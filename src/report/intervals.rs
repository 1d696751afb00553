//! Contiguous depth intervals sharing one zone label

use serde::{Deserialize, Serialize};

use crate::types::{WellLogDataset, ZoneLabel};

/// A run of consecutive (by depth) samples with the same zone
#[derive(Debug, Clone, PartialEq, Serialize, Deserialize)]
pub struct ZoneInterval {
    pub zone: ZoneLabel,
    /// Shallowest sample depth in the run
    pub top: f64,
    /// Deepest sample depth in the run
    pub base: f64,
    pub samples: usize,
}

impl ZoneInterval {
    pub fn thickness(&self) -> f64 {
        self.base - self.top
    }
}

/// Merge classified samples into depth intervals.
///
/// Rows are visited in depth order regardless of how they are stored, so an
/// unsorted log still yields contiguous intervals. Returns an empty list when
/// zones have not been classified.
pub fn zone_intervals(dataset: &WellLogDataset) -> Vec<ZoneInterval> {
    let Some(zones) = dataset.hydrocarbon_zones() else {
        return Vec::new();
    };
    let depth = dataset.depth();

    let mut order: Vec<usize> = (0..depth.len()).collect();
    order.sort_by(|&a, &b| depth[a].total_cmp(&depth[b]));

    let mut intervals: Vec<ZoneInterval> = Vec::new();
    for row in order {
        let (zone, d) = (zones[row], depth[row]);
        match intervals.last_mut() {
            Some(current) if current.zone == zone => {
                current.base = d;
                current.samples += 1;
            }
            _ => intervals.push(ZoneInterval {
                zone,
                top: d,
                base: d,
                samples: 1,
            }),
        }
    }
    intervals
}

#[cfg(test)]
mod tests {
    use super::*;
    use crate::types::{curves, CurveData};

    fn classified(depth: Vec<f64>, zones: Vec<ZoneLabel>) -> WellLogDataset {
        let mut ds = WellLogDataset::new(depth).expect("depth");
        ds.set_curve(curves::HYDROCARBON_ZONE, CurveData::Zone(zones))
            .expect("zones");
        ds
    }

    #[test]
    fn test_merges_runs_in_depth_order() {
        // Stored out of order
        let ds = classified(
            vec![1030.0, 1000.0, 1020.0, 1010.0, 1040.0],
            vec![
                ZoneLabel::Water,
                ZoneLabel::Gas,
                ZoneLabel::Oil,
                ZoneLabel::Gas,
                ZoneLabel::Water,
            ],
        );
        let intervals = zone_intervals(&ds);

        assert_eq!(intervals.len(), 3);
        assert_eq!(intervals[0].zone, ZoneLabel::Gas);
        assert!((intervals[0].top - 1000.0).abs() < f64::EPSILON);
        assert!((intervals[0].base - 1010.0).abs() < f64::EPSILON);
        assert_eq!(intervals[0].samples, 2);
        assert_eq!(intervals[1].zone, ZoneLabel::Oil);
        assert_eq!(intervals[2].zone, ZoneLabel::Water);
        assert!((intervals[2].thickness() - 10.0).abs() < f64::EPSILON);
    }

    #[test]
    fn test_unclassified_dataset_has_no_intervals() {
        let ds = WellLogDataset::new(vec![1000.0]).expect("depth");
        assert!(zone_intervals(&ds).is_empty());
    }
}
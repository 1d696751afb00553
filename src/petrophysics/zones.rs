//! Hydrocarbon zone classification from resistivity and porosity

use serde::{Deserialize, Serialize};

use super::{input_curve, porosity_for, require_finite, PetrophysicsError};
use crate::types::{curves, CurveData, PipelineStage, WellLogDataset, ZoneLabel, ZoneThresholds};

/// Outcome of a classification run
#[derive(Debug, Clone, Default, PartialEq, Eq, Serialize, Deserialize)]
pub struct ZoneReport {
    pub rows: usize,
    pub gas: usize,
    pub oil: usize,
    pub water: usize,
}

impl ZoneReport {
    pub fn count(&self, zone: ZoneLabel) -> usize {
        match zone {
            ZoneLabel::Gas => self.gas,
            ZoneLabel::Oil => self.oil,
            ZoneLabel::Water => self.water,
        }
    }

    /// Rows labelled Gas or Oil
    pub fn hydrocarbon_rows(&self) -> usize {
        ZoneLabel::ALL
            .into_iter()
            .filter(|zone| zone.is_hydrocarbon())
            .map(|zone| self.count(zone))
            .sum()
    }
}

/// Classify one sample. Gas is tested before Oil; anything else is Water.
///
/// NaN inputs fail every comparison and therefore land in Water.
pub fn classify_sample(resistivity: f64, porosity: f64, thresholds: &ZoneThresholds) -> ZoneLabel {
    if resistivity > thresholds.gas_resistivity && porosity > thresholds.gas_porosity {
        ZoneLabel::Gas
    } else if resistivity > thresholds.oil_resistivity_low
        && resistivity <= thresholds.oil_resistivity_high
        && porosity > thresholds.oil_porosity
    {
        ZoneLabel::Oil
    } else {
        ZoneLabel::Water
    }
}

/// Compute the `hydrocarbon_zone` curve from `porosity` and `RILD`.
pub fn classify_zones(
    dataset: &mut WellLogDataset,
    thresholds: &ZoneThresholds,
) -> Result<ZoneReport, PetrophysicsError> {
    for (name, value) in thresholds.entries() {
        require_finite(name, value)?;
    }
    if thresholds.oil_resistivity_low > thresholds.oil_resistivity_high {
        return Err(PetrophysicsError::InvalidParameter {
            name: "oil_resistivity_low",
            value: thresholds.oil_resistivity_low,
        });
    }

    let porosity = porosity_for(dataset, PipelineStage::ZoneClassification)?;
    let resistivity = input_curve(dataset, curves::DEEP_RESISTIVITY)?;

    let labels: Vec<ZoneLabel> = resistivity
        .iter()
        .zip(porosity)
        .map(|(&rt, &phi)| classify_sample(rt, phi, thresholds))
        .collect();

    let mut report = ZoneReport {
        rows: labels.len(),
        ..ZoneReport::default()
    };
    for zone in &labels {
        match zone {
            ZoneLabel::Gas => report.gas += 1,
            ZoneLabel::Oil => report.oil += 1,
            ZoneLabel::Water => report.water += 1,
        }
    }

    dataset.set_curve(curves::HYDROCARBON_ZONE, CurveData::Zone(labels))?;
    Ok(report)
}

┄┄┄┄┄┄┄┄┄┄

- _TASK OBJECTIVE_:
Please show every line of the material that contains the string "ZoneThresholds".

- _ANSWER FOR THIS EXERCISE_:
use crate::types::{curves, CurveData, PipelineStage, WellLogDataset, ZoneLabel, ZoneThresholds};
pub fn classify_sample(resistivity: f64, porosity: f64, thresholds: &ZoneThresholds) -> ZoneLabel {
    thresholds: &ZoneThresholds,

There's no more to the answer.